WASHINGTON - P harmaceutical manufacturers Serono Laboratories Inc., EMD Serono Inc., Merck Serono S.A, and Ares Trading S.A. have agreed to pay $44.3 million to resolve False Claims Act allegations in connection with the marketing of the drug Rebif, the Justice Department announced.
The settlement resolves allegations that Serono paid health care providers from the launch of Rebif in about January 2002 through December 2009, to induce them to promote or prescribe Rebif, a recombinant interferon injectable that is used to treat relapsing forms of multiple sclerosis. Serono is alleged to have made payments to providers for hundreds of speaker training meetings and programs, as well as payments for attending consultant, marketing and advisory board meetings, all at upscale resorts and other locations. Serono’s actions allegedly resulted in the submission of false claims to federal health care programs including Medicare and Medicaid for the payment of Rebif, i.e., claims that were tainted by kickbacks.
“It’s imperative that medical determinations are guided by a patient's needs, not tainted by illegal incentives or fraud,” said Tony West, Assistant Attorney General of the Civil Division. “We are committed to ensuring that the chronically ill and other vulnerable members in our communities who rely on Medicare and Medicaid programs receive the best possible care.”
“Health care decisions must be based solely upon what is best for the individual patient and not on which pharmaceutical company is paying the doctor the biggest kickback,” said Rod J. Rosenstein, U.S. Attorney for the District of Maryland. “All consumers have the right to know that their health care provider’s judgment about medications they should take has not been undermined by kickbacks from pharmaceutical manufacturers.”

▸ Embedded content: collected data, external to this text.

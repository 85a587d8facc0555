//! Task store
//!
//! Owns the ordered task list and the vibration setting, and mirrors both to
//! a [`KeyValueStore`] under two independent keys.
//!
//! Every mutation builds the next snapshot, writes it through the key-value
//! store and only then commits it in memory. A failed write leaves the
//! in-memory state untouched and is returned to the caller, so memory never
//! runs ahead of what was persisted.

use serde::de::DeserializeOwned;
use std::sync::Arc;
use tokio::sync::RwLock;
use tracing::{debug, error, info, warn};

use super::model::{
    summarize_categories, CategorySummary, NewTask, Task, TaskPatch, TaskStatistics,
};
use crate::haptics::{Haptics, ADD_PULSE, TOGGLE_PULSE};
use crate::storage::KeyValueStore;
use crate::Result;

/// Storage key holding the JSON array of tasks
pub const TASKS_KEY: &str = "tasks";

/// Storage key holding the JSON vibration flag
pub const VIBRATION_KEY: &str = "vibrationEnabled";

#[derive(Debug, Clone)]
struct StoreState {
    tasks: Vec<Task>,
    vibration_enabled: bool,
}

/// Shared handle to the task list and settings
///
/// Cloning is cheap; all clones see the same state. Writers are serialized
/// by holding the state lock across the persistence write.
#[derive(Clone)]
pub struct TaskStore {
    state: Arc<RwLock<StoreState>>,
    storage: Arc<dyn KeyValueStore>,
    haptics: Arc<dyn Haptics>,
}

impl TaskStore {
    /// Load tasks and settings from storage
    ///
    /// Missing keys fall back to an empty list and vibration enabled. Keys
    /// that cannot be read or decoded are logged and fall back the same way.
    pub async fn load(storage: Arc<dyn KeyValueStore>, haptics: Arc<dyn Haptics>) -> Self {
        let tasks: Vec<Task> = load_key(storage.as_ref(), TASKS_KEY)
            .await
            .unwrap_or_default();
        let vibration_enabled: bool = load_key(storage.as_ref(), VIBRATION_KEY)
            .await
            .unwrap_or(true);

        info!(
            tasks = tasks.len(),
            vibration_enabled, "Loaded task store"
        );

        Self {
            state: Arc::new(RwLock::new(StoreState {
                tasks,
                vibration_enabled,
            })),
            storage,
            haptics,
        }
    }

    /// Snapshot of all tasks in insertion order
    pub async fn tasks(&self) -> Vec<Task> {
        self.state.read().await.tasks.clone()
    }

    /// Get a task by ID
    pub async fn get_task(&self, id: &str) -> Option<Task> {
        let state = self.state.read().await;
        state.tasks.iter().find(|t| t.id == id).cloned()
    }

    pub async fn vibration_enabled(&self) -> bool {
        self.state.read().await.vibration_enabled
    }

    /// Distinct categories in order of first appearance, with task counts
    pub async fn categories(&self) -> Vec<CategorySummary> {
        let state = self.state.read().await;
        summarize_categories(&state.tasks)
    }

    pub async fn statistics(&self) -> TaskStatistics {
        let state = self.state.read().await;
        TaskStatistics::from_tasks(&state.tasks)
    }

    /// Tasks in the given category, order preserved
    pub async fn tasks_in_category(&self, category: &str) -> Vec<Task> {
        let state = self.state.read().await;
        state
            .tasks
            .iter()
            .filter(|t| t.category == category)
            .cloned()
            .collect()
    }

    /// Append a new task and persist the list
    pub async fn add_task(&self, input: NewTask) -> Result<Task> {
        input.validate()?;
        let task = input.into_task();

        let vibrate = {
            let mut state = self.state.write().await;
            let mut next = state.tasks.clone();
            next.push(task.clone());
            self.persist_tasks(&next).await?;
            state.tasks = next;
            state.vibration_enabled
        };

        debug!(task_id = %task.id, category = %task.category, "Added task");
        if vibrate {
            self.haptics.vibrate(ADD_PULSE);
        }
        Ok(task)
    }

    /// Merge `patch` over an existing task
    ///
    /// Returns `Ok(None)` without writing anything when no task has `id`.
    pub async fn update_task(&self, id: &str, patch: TaskPatch) -> Result<Option<Task>> {
        patch.validate()?;

        let mut state = self.state.write().await;
        let Some(index) = position(&state.tasks, id) else {
            warn!(task_id = id, "Update skipped, task not found");
            return Ok(None);
        };

        let mut next = state.tasks.clone();
        next[index].apply(patch);
        let updated = next[index].clone();
        self.persist_tasks(&next).await?;
        state.tasks = next;

        debug!(task_id = id, "Updated task");
        Ok(Some(updated))
    }

    /// Remove a task and persist the list
    ///
    /// Returns `Ok(false)` when no task has `id`. The unchanged list is still
    /// written in that case.
    pub async fn delete_task(&self, id: &str) -> Result<bool> {
        let mut state = self.state.write().await;
        let mut next = state.tasks.clone();
        let removed = match position(&next, id) {
            Some(index) => {
                next.remove(index);
                true
            }
            None => {
                warn!(task_id = id, "Delete found no task, list unchanged");
                false
            }
        };

        self.persist_tasks(&next).await?;
        state.tasks = next;

        if removed {
            debug!(task_id = id, "Deleted task");
        }
        Ok(removed)
    }

    /// Flip the completion flag of a task
    ///
    /// Returns `Ok(None)` without writing or vibrating when no task has `id`.
    pub async fn toggle_task(&self, id: &str) -> Result<Option<Task>> {
        let (toggled, vibrate) = {
            let mut state = self.state.write().await;
            let Some(index) = position(&state.tasks, id) else {
                warn!(task_id = id, "Toggle skipped, task not found");
                return Ok(None);
            };

            let mut next = state.tasks.clone();
            next[index].completed = !next[index].completed;
            let toggled = next[index].clone();
            self.persist_tasks(&next).await?;
            state.tasks = next;
            (toggled, state.vibration_enabled)
        };

        debug!(task_id = id, completed = toggled.completed, "Toggled task");
        if vibrate {
            self.haptics.vibrate(TOGGLE_PULSE);
        }
        Ok(Some(toggled))
    }

    /// Persist and apply the vibration setting
    pub async fn set_vibration_enabled(&self, enabled: bool) -> Result<()> {
        let mut state = self.state.write().await;
        let content = serde_json::to_string(&enabled)?;
        self.storage
            .set(VIBRATION_KEY, &content)
            .await
            .inspect_err(|e| error!("Failed to save settings: {}", e))?;
        state.vibration_enabled = enabled;

        debug!(enabled, "Updated vibration setting");
        Ok(())
    }

    async fn persist_tasks(&self, tasks: &[Task]) -> Result<()> {
        let content = serde_json::to_string(tasks)?;
        self.storage
            .set(TASKS_KEY, &content)
            .await
            .inspect_err(|e| error!("Failed to save tasks: {}", e))
    }
}

fn position(tasks: &[Task], id: &str) -> Option<usize> {
    tasks.iter().position(|t| t.id == id)
}

async fn load_key<T: DeserializeOwned>(storage: &dyn KeyValueStore, key: &str) -> Option<T> {
    let raw = match storage.get(key).await {
        Ok(Some(raw)) => raw,
        Ok(None) => return None,
        Err(e) => {
            error!(key, "Failed to read stored value: {}", e);
            return None;
        }
    };

    match serde_json::from_str(&raw) {
        Ok(value) => Some(value),
        Err(e) => {
            error!(key, "Failed to parse stored value: {}", e);
            None
        }
    }
}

“In settling this second case with Serono, the Office of the Inspector General extended Serono’s existing corporate integrity agreement by three years, and required enhanced provisions such as specifically requiring that company directors and senior executives take responsibility for ensuring and monitoring compliance with federal law,” said Daniel R. Levinson, Inspector General of the Department of Health and Human Services (HHS-OIG). “If we can alter the cost-benefit calculus of some directors and executives, OIG can influence corporate behavior without putting access to government health care benefits at risk.”
Under the agreement announced today, the proceeds from the settlement will be split between the federal government and various states, with the United States receiving $34.6 million to resolve the federal claims and the states receiving $9.7 million to settle their respective claims under Medicaid.
The settlement is part of the government's emphasis on combating health care fraud and another step for the Health Care Fraud Prevention and Enforcement Action Team (HEAT), which was announced by Attorney General Eric Holder and HHS Secretary Kathleen Sebelius in May 2009. The partnership between the two departments has focused efforts to reduce and prevent Medicare and Medicaid fraud through enhanced cooperation. One of the most powerful tools in that effort is the False Claims Act, which the Justice Department has used to recover approximately $5.7 billion since January 2009 in cases involving fraud against federal health care programs. The Justice Department's total recoveries in False Claims Act cases since January 2009 have topped $7.3 billion.
The settlement was the result of an investigation by the U.S. Attorney’s Office for the District of Maryland with assistance from HHS-OIG; the Department of Defense Criminal Investigative Service; and the Civil Division of the U.S. Department of Justice.